The annual cycle of landfast ice in the eastern Bering Sea

Abstract

Seasonal sea ice – ice which freezes in late fall and melts completely the following summer – is a central feature in the ecology, geomorphology, and climatology of the eastern Bering Sea. In this region's coastal zones, sea ice becomes locked in a stationary position against coastlines and influences interactions among land, ocean, and atmospheric processes. A thorough understanding of how this stationary ice, known as landfast ice, affects unique biogeophysical processes in the eastern Bering Sea region is limited by a lack of data on its areal coverage and seasonal duration.

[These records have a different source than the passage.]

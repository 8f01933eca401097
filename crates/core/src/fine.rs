// SPDX-License-Identifier: MIT
// Copyright (c) 2026 Alfred Jean LLC

//! Core fine types for the finetrack tracker.
//!
//! This module contains the only persisted domain entity, [`Fine`], together
//! with its classification ([`FineType`]), payment state ([`FineStatus`]),
//! the id-less creation form ([`NewFine`]) and the partial-update form
//! ([`FinePatch`]).

use chrono::NaiveDate;
use serde::{Deserialize, Deserializer, Serialize};
use std::fmt;
use std::str::FromStr;

use crate::error::{Error, Result};

/// Classification of a fine by what it was issued for.
#[derive(Debug, Clone, Copy, PartialEq, Eq, Hash, Serialize, Deserialize)]
#[serde(rename_all = "kebab-case")]
pub enum FineType {
    /// Speed camera or police speeding penalty.
    Speeding,
    /// Parking charge or penalty notice.
    Parking,
    /// Dart Charge for the Dartford crossing.
    #[serde(alias = "dartford")]
    DartfordCrossing,
    /// Missed or failed MOT.
    Mot,
    /// Driving without insurance.
    Insurance,
    /// Congestion or clean air zone charge.
    Congestion,
    /// Anything else.
    Other,
}

impl FineType {
    /// Every fine type, in display order.
    pub const ALL: [FineType; 7] = [
        FineType::Speeding,
        FineType::Parking,
        FineType::DartfordCrossing,
        FineType::Mot,
        FineType::Insurance,
        FineType::Congestion,
        FineType::Other,
    ];

    /// Returns the string representation used in storage and display.
    pub fn as_str(&self) -> &'static str {
        match self {
            FineType::Speeding => "speeding",
            FineType::Parking => "parking",
            FineType::DartfordCrossing => "dartford-crossing",
            FineType::Mot => "mot",
            FineType::Insurance => "insurance",
            FineType::Congestion => "congestion",
            FineType::Other => "other",
        }
    }
}

impl fmt::Display for FineType {
    fn fmt(&self, f: &mut fmt::Formatter<'_>) -> fmt::Result {
        write!(f, "{}", self.as_str())
    }
}

impl FromStr for FineType {
    type Err = Error;

    fn from_str(s: &str) -> Result<Self> {
        match s.to_lowercase().as_str() {
            "speeding" => Ok(FineType::Speeding),
            "parking" => Ok(FineType::Parking),
            "dartford-crossing" | "dartford" => Ok(FineType::DartfordCrossing),
            "mot" => Ok(FineType::Mot),
            "insurance" => Ok(FineType::Insurance),
            "congestion" => Ok(FineType::Congestion),
            "other" => Ok(FineType::Other),
            _ => Err(Error::InvalidFineType(s.to_string())),
        }
    }
}

/// Payment state of a fine.
///
/// The persisted status only changes on an explicit update. Whether a fine
/// is past its due date is derived by callers, see [`Fine::is_past_due`].
#[derive(Debug, Clone, Copy, PartialEq, Eq, Hash, Serialize, Deserialize)]
#[serde(rename_all = "lowercase")]
pub enum FineStatus {
    /// Outstanding. Initial state for new fines.
    Unpaid,
    /// Settled.
    Paid,
    /// Explicitly marked overdue by the user.
    Overdue,
    /// Under appeal.
    Disputed,
}

impl FineStatus {
    /// Returns the string representation used in storage and display.
    pub fn as_str(&self) -> &'static str {
        match self {
            FineStatus::Unpaid => "unpaid",
            FineStatus::Paid => "paid",
            FineStatus::Overdue => "overdue",
            FineStatus::Disputed => "disputed",
        }
    }

    /// Returns true if money is still owed under this status.
    pub fn is_outstanding(&self) -> bool {
        matches!(self, FineStatus::Unpaid | FineStatus::Overdue)
    }
}

impl fmt::Display for FineStatus {
    fn fmt(&self, f: &mut fmt::Formatter<'_>) -> fmt::Result {
        write!(f, "{}", self.as_str())
    }
}

impl FromStr for FineStatus {
    type Err = Error;

    fn from_str(s: &str) -> Result<Self> {
        match s.to_lowercase().as_str() {
            "unpaid" => Ok(FineStatus::Unpaid),
            "paid" => Ok(FineStatus::Paid),
            "overdue" => Ok(FineStatus::Overdue),
            "disputed" => Ok(FineStatus::Disputed),
            _ => Err(Error::InvalidStatus(s.to_string())),
        }
    }
}

/// A single tracked monetary penalty or charge.
#[derive(Debug, Clone, PartialEq, Serialize, Deserialize)]
#[serde(rename_all = "camelCase")]
pub struct Fine {
    /// Opaque unique identifier, assigned at creation and never changed.
    pub id: String,
    #[serde(rename = "type")]
    pub fine_type: FineType,
    pub title: String,
    #[serde(default)]
    pub description: String,
    /// Non-negative amount, currency-agnostic.
    pub amount: f64,
    pub issue_date: NaiveDate,
    pub due_date: NaiveDate,
    pub status: FineStatus,
    #[serde(default, skip_serializing_if = "Option::is_none")]
    pub reference_number: Option<String>,
    #[serde(default, skip_serializing_if = "Option::is_none")]
    pub location: Option<String>,
    #[serde(default, skip_serializing_if = "Option::is_none")]
    pub vehicle_reg: Option<String>,
    #[serde(default, skip_serializing_if = "Option::is_none")]
    pub payment_link: Option<String>,
}

impl Fine {
    /// Returns true when the due date has passed and the fine still needs
    /// action (neither paid nor under dispute).
    pub fn is_past_due(&self, today: NaiveDate) -> bool {
        self.due_date < today && !matches!(self.status, FineStatus::Paid | FineStatus::Disputed)
    }

    /// The status to show a user on `today`: past-due fines read as overdue.
    pub fn display_status(&self, today: NaiveDate) -> FineStatus {
        if self.is_past_due(today) {
            FineStatus::Overdue
        } else {
            self.status
        }
    }
}

/// A fine as handed over by the UI, before an id is assigned.
#[derive(Debug, Clone, PartialEq, Serialize, Deserialize)]
#[serde(rename_all = "camelCase")]
pub struct NewFine {
    #[serde(rename = "type")]
    pub fine_type: FineType,
    pub title: String,
    #[serde(default)]
    pub description: String,
    pub amount: f64,
    pub issue_date: NaiveDate,
    pub due_date: NaiveDate,
    pub status: FineStatus,
    #[serde(default, skip_serializing_if = "Option::is_none")]
    pub reference_number: Option<String>,
    #[serde(default, skip_serializing_if = "Option::is_none")]
    pub location: Option<String>,
    #[serde(default, skip_serializing_if = "Option::is_none")]
    pub vehicle_reg: Option<String>,
    #[serde(default, skip_serializing_if = "Option::is_none")]
    pub payment_link: Option<String>,
}

impl NewFine {
    /// Attach an id, producing the persisted form.
    pub fn into_fine(self, id: String) -> Fine {
        Fine {
            id,
            fine_type: self.fine_type,
            title: self.title,
            description: self.description,
            amount: self.amount,
            issue_date: self.issue_date,
            due_date: self.due_date,
            status: self.status,
            reference_number: self.reference_number,
            location: self.location,
            vehicle_reg: self.vehicle_reg,
            payment_link: self.payment_link,
        }
    }
}

/// Partial update of a fine.
///
/// `None` leaves a field unchanged. The optional text fields use a nested
/// option: `Some(None)` (a JSON `null`) clears the field. The id is not part
/// of a patch; unknown keys, `id` included, are ignored on input.
#[derive(Debug, Clone, Default, PartialEq, Serialize, Deserialize)]
#[serde(rename_all = "camelCase")]
pub struct FinePatch {
    #[serde(rename = "type", default, skip_serializing_if = "Option::is_none")]
    pub fine_type: Option<FineType>,
    #[serde(default, skip_serializing_if = "Option::is_none")]
    pub title: Option<String>,
    #[serde(default, skip_serializing_if = "Option::is_none")]
    pub description: Option<String>,
    #[serde(default, skip_serializing_if = "Option::is_none")]
    pub amount: Option<f64>,
    #[serde(default, skip_serializing_if = "Option::is_none")]
    pub issue_date: Option<NaiveDate>,
    #[serde(default, skip_serializing_if = "Option::is_none")]
    pub due_date: Option<NaiveDate>,
    #[serde(default, skip_serializing_if = "Option::is_none")]
    pub status: Option<FineStatus>,
    #[serde(
        default,
        deserialize_with = "double_option",
        skip_serializing_if = "Option::is_none"
    )]
    pub reference_number: Option<Option<String>>,
    #[serde(
        default,
        deserialize_with = "double_option",
        skip_serializing_if = "Option::is_none"
    )]
    pub location: Option<Option<String>>,
    #[serde(
        default,
        deserialize_with = "double_option",
        skip_serializing_if = "Option::is_none"
    )]
    pub vehicle_reg: Option<Option<String>>,
    #[serde(
        default,
        deserialize_with = "double_option",
        skip_serializing_if = "Option::is_none"
    )]
    pub payment_link: Option<Option<String>>,
}

impl FinePatch {
    /// A patch that only changes the status.
    pub fn status(status: FineStatus) -> Self {
        FinePatch {
            status: Some(status),
            ..FinePatch::default()
        }
    }

    /// Returns true if applying this patch would change nothing.
    pub fn is_empty(&self) -> bool {
        *self == FinePatch::default()
    }

    /// Merge the patch into `fine`. The id is never touched.
    pub fn apply(&self, fine: &mut Fine) {
        if let Some(fine_type) = self.fine_type {
            fine.fine_type = fine_type;
        }
        if let Some(title) = &self.title {
            fine.title = title.clone();
        }
        if let Some(description) = &self.description {
            fine.description = description.clone();
        }
        if let Some(amount) = self.amount {
            fine.amount = amount;
        }
        if let Some(issue_date) = self.issue_date {
            fine.issue_date = issue_date;
        }
        if let Some(due_date) = self.due_date {
            fine.due_date = due_date;
        }
        if let Some(status) = self.status {
            fine.status = status;
        }
        if let Some(reference_number) = &self.reference_number {
            fine.reference_number = reference_number.clone();
        }
        if let Some(location) = &self.location {
            fine.location = location.clone();
        }
        if let Some(vehicle_reg) = &self.vehicle_reg {
            fine.vehicle_reg = vehicle_reg.clone();
        }
        if let Some(payment_link) = &self.payment_link {
            fine.payment_link = payment_link.clone();
        }
    }
}

/// Distinguishes an explicit `null` (`Some(None)`) from an absent key (`None`,
/// via `#[serde(default)]`).
fn double_option<'de, D, T>(de: D) -> std::result::Result<Option<Option<T>>, D::Error>
where
    D: Deserializer<'de>,
    T: Deserialize<'de>,
{
    Option::<T>::deserialize(de).map(Some)
}

#[cfg(test)]
#[path = "fine_tests.rs"]
mod tests;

Here, we present the most comprehensive landfast ice dataset created to date for the Alaska Bering Sea region, derived using satellite imagery dated 1996–2008. This study provides a baseline set of observations regarding the landfast ice regime by identifying patterns in spatial distribution and interannual change. Our results show that spatial distribution and interannual change vary by regional geography in the eastern Bering Sea. Landfast ice widths averaged approximately 4.2 km on Northern Section, 18.8 km on the Central Section coastlines, and 8.9 km on the Yukon-Kuskokwim Delta. Modal water depths at the landfast ice edge varied by the Northern Northern, Central, and Southern Section coastlines as well, with respective modal values of −13 m, −7 m, and − 8.5 m. We attribute these regional variations in width and water depth to differing conditions in near-shore bathymetry and coastal morphology. On an interannual basis, landfast ice formed 5 days later in the year, and broke up 4 days earlier on average in the eastern Bering Sea region from 1996 to 2008. Notably, ice-free conditions occurred 15 days later on the Central Section coastlines. The spatial distribution and interannual change of landfast ice is of importance to associated environmental changes in the eastern Bering Sea region, including accelerated coastal erosion, difficulties surrounding subsistence activities, diminishing wildlife habitat, and seasonal shifts in sediment transport into marine food webs from rivers.